The only live pangolin I’ve seen was in Parambikulam Wildlife Sanctuary several years ago. It had an elongated narrow snout with a lengthy tongue that picked up ants with the efficiency of glue paper. The claws were long and curved, to tear into ant nests and termite mounds. Its body was covered in large scales, and hence it’s also called scaly anteater. The tail grasped tree branches like a hand, a rarity among Old World mammals. When one of us moved suddenly, it rolled up into a ball. After some time, its little beady eyes peeked out to see if the coast was clear. It was a cute yet bizarre looking animal.

Rom maintains a disdainful public posture about mammals. He calls them stinky and filthy, unlike his clean reptiles. But the pangolin’s scale-covered body was freaky enough that he appropriated it, calling it an “honorary reptile”.

The pangolin lives underground most of the time. A lucky few see it when it walks ponderously from one ant nest to another at night. Many communities that eat pangolin meat claim it is tasty. Because of the anteater’s secretive life, no one knows if it is rare or common.

In Sri Lanka, we were excited to see a pangolin in the fork of a tree one morning.
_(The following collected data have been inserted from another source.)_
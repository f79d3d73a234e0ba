//! Observable container for conversation state.

use std::sync::Arc;

use tokio::sync::watch;

use super::conversation::ConversationState;

/// Holds a [`ConversationState`] and notifies subscribers on every mutation.
///
/// Cloning the store yields another handle to the same state. Receivers
/// see the latest value; intermediate values may be skipped if a
/// subscriber falls behind.
#[derive(Debug, Clone)]
pub struct ConversationStore {
    tx: Arc<watch::Sender<ConversationState>>,
}

impl Default for ConversationStore {
    fn default() -> Self {
        Self::new()
    }
}

impl ConversationStore {
    pub fn new() -> Self {
        Self::with_state(ConversationState::default())
    }

    pub fn with_state(state: ConversationState) -> Self {
        let (tx, _rx) = watch::channel(state);
        Self { tx: Arc::new(tx) }
    }

    /// Mutate the state and notify subscribers, whether or not anything
    /// actually changed.
    ///
    /// Values the caller needs back are written into locals the closure
    /// captures.
    pub fn update<F>(&self, f: F)
    where
        F: FnOnce(&mut ConversationState),
    {
        self.tx.send_modify(f);
    }

    /// Replace the whole state.
    pub fn replace(&self, state: ConversationState) {
        self.tx.send_replace(state);
    }

    /// Read the state without cloning it.
    pub fn read<R, F>(&self, f: F) -> R
    where
        F: FnOnce(&ConversationState) -> R,
    {
        f(&self.tx.borrow())
    }

    /// Clone of the current state.
    pub fn snapshot(&self) -> ConversationState {
        self.tx.borrow().clone()
    }

    /// Receiver that is notified on every mutation.
    pub fn subscribe(&self) -> watch::Receiver<ConversationState> {
        self.tx.subscribe()
    }
}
It was a once-in-a-lifetime sight, we told each other. But it remained suspiciously still for a long time. We eventually discovered a leopard had killed and stashed it up there, to eat later. Same place, same time, next day, we found another dead pangolin. And then another on the third morning. Clearly, that particular cat was a pangolin specialist.
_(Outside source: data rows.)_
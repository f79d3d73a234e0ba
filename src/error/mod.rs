//! Error types.
//!
//! | Kind | Where it comes from | Terminal |
//! |------|---------------------|----------|
//! | Transport | non-2xx status, network failure | Yes |
//! | MalformedEvent | a frame whose payload cannot be decoded | Yes |
//! | Application | an `error` event sent by the backend | No |
//!
//! Transport-level failures of the HTTP seam are [`HttpError`]; calls on
//! [`crate::client::AssistantClient`] return [`crate::client::ClientError`].
//!
//! [`HttpError`]: crate::traits::HttpError

mod network;
mod stream;

pub use network::{classify_reqwest_error, status_message};
pub use stream::StreamError;
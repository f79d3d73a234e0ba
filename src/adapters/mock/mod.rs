//! Mock implementations for testing.
//!
//! Enables unit testing without network access.
//!
//! # Available Mocks
//!
//! - [`MockHttpClient`] - HTTP client with configurable responses and
//!   chunked streaming bodies

pub mod http;

pub use http::{MockHttpClient, MockResponse, RecordedRequest};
Back at the farm, the thought of a resident pangolin was exciting. But Madhusudan found an online photograph of Cape pangolin droppings from Africa. Although a related species, it looked so totally different from the scat we found that we began having doubts. Cape pangolin poop was round, smooth, and almost white. The ants in its diet were completely digested, and there wasn’t a recognisable ant part in the dropping. The one we found was long, rough, and black. If it wasn’t a pangolin, what else could it be?
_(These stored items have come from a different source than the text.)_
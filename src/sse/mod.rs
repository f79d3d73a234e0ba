//! SSE (Server-Sent Events) stream reader
//!
//! Parses the `text/event-stream` body of `POST /chat`. The backend
//! writes one JSON document per frame:
//! - `data: {"type": "...", "data": ...}` - payload line
//! - Blank line (`\n\n`) - ends the frame
//!
//! Frames without a `data: ` line are ignored.
//!
//! # Module structure
//! - `events` - Event type definitions (StreamEvent, ChatMeta, SseParseError)
//! - `payloads` - Payload decoding into typed events
//! - `parser` - Frame assembly (SseParser, extract_data_payload)
//! - `reader` - Body stream to event stream adapter (read_events)

mod events;
mod parser;
mod payloads;
mod reader;

// Re-export public types
pub use events::{ChatMeta, SseParseError, StreamEvent, DATA_PREFIX, FRAME_DELIMITER};
pub use parser::{extract_data_payload, SseParser};
pub use payloads::parse_event_payload;
pub use reader::{read_events, read_events_with, EventStream};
Rom and I wondered if it was perhaps ratel scat. We hadn’t seen that before either. In fact, we have never seen the animal.

When we first moved to our farm, one of our Irula colleagues showed us a recent excavation by a ratel. The animal is also called honey badger in some parts. Known to be feisty, a protective mother can even chase away lions. Visible in the wide open savannas of Africa, the species is rarely seen in India. With its don’t-mess-with-me attitude and ability to eat anything, I wonder why we don’t see more of it.

Since I couldn’t find a ratel expert in India, I sought the advice of Colleen Begg, a South African researcher. She said she has never seen ratel scat full of ants before, and she didn’t think they could digest so much formic acid, found in ants.

If it wasn’t ratel, the only other candidate was the sloth bear, which isn’t found in this area. Setting camera traps at the poop spot would solve the mystery. But even if we took turns climbing up and down the hill, setting up and retrieving the cameras, it was strenuous business. We abandoned the pursuit after two nights.

At this time, with all other possibilities ruled out, we have to assume it’s pangolin poop.

Unless one of you knows better.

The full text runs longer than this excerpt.